>>>

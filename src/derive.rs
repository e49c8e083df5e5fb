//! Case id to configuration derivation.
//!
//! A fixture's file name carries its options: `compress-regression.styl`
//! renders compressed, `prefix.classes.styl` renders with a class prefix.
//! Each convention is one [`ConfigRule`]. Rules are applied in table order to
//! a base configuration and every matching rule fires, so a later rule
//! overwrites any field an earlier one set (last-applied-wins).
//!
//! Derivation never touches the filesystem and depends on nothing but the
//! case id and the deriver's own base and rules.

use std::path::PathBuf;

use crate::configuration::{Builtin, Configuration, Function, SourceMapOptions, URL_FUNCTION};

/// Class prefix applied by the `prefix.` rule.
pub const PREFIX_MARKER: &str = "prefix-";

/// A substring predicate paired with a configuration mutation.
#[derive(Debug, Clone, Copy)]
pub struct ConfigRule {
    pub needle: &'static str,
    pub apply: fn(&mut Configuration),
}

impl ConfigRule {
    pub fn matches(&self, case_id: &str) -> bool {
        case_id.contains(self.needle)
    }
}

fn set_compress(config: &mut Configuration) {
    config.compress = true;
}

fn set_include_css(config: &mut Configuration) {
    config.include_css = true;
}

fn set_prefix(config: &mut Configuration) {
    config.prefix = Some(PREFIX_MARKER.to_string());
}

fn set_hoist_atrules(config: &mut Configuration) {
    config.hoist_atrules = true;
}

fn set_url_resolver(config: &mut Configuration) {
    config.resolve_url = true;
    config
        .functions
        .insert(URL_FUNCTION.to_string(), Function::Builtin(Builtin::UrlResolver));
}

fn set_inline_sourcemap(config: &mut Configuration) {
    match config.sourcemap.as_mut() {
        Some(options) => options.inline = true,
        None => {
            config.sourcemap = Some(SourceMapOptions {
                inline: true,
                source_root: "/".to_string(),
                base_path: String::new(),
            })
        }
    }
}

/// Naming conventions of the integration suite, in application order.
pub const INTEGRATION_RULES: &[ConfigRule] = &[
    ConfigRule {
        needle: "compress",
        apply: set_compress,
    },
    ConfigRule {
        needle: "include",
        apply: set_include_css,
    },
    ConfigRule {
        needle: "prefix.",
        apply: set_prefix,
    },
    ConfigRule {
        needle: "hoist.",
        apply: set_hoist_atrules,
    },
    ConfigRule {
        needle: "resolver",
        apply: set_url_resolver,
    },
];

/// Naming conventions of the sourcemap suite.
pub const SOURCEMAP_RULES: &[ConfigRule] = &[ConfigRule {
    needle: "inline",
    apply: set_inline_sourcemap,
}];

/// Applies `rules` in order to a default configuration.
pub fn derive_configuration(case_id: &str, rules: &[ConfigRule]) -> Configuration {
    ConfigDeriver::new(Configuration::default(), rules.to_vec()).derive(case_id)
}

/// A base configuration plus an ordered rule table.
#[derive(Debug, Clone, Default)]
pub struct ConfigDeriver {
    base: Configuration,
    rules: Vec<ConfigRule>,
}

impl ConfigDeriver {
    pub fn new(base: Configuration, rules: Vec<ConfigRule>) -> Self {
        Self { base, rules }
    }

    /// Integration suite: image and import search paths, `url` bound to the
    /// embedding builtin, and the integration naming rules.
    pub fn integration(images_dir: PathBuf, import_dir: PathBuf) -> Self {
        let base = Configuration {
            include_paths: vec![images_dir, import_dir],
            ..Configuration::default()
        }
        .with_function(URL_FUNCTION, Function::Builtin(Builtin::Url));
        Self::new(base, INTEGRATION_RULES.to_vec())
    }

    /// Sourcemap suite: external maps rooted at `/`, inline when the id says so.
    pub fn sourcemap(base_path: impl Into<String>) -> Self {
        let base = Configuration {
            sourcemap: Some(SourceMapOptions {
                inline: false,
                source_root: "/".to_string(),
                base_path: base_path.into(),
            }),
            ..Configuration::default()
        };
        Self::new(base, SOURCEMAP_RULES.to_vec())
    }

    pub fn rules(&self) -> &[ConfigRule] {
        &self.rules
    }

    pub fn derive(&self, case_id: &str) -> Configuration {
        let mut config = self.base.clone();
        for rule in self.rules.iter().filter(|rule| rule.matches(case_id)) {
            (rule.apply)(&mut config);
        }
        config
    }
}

<<<

WORK INSTRUCTION:
Find the word "const" in the data and copy out each line where it turns up.

SOLUTION TO THIS PROBLEM:
pub const PREFIX_MARKER: &str = "prefix-";
pub const INTEGRATION_RULES: &[ConfigRule] = &[
pub const SOURCEMAP_RULES: &[ConfigRule] = &[ConfigRule {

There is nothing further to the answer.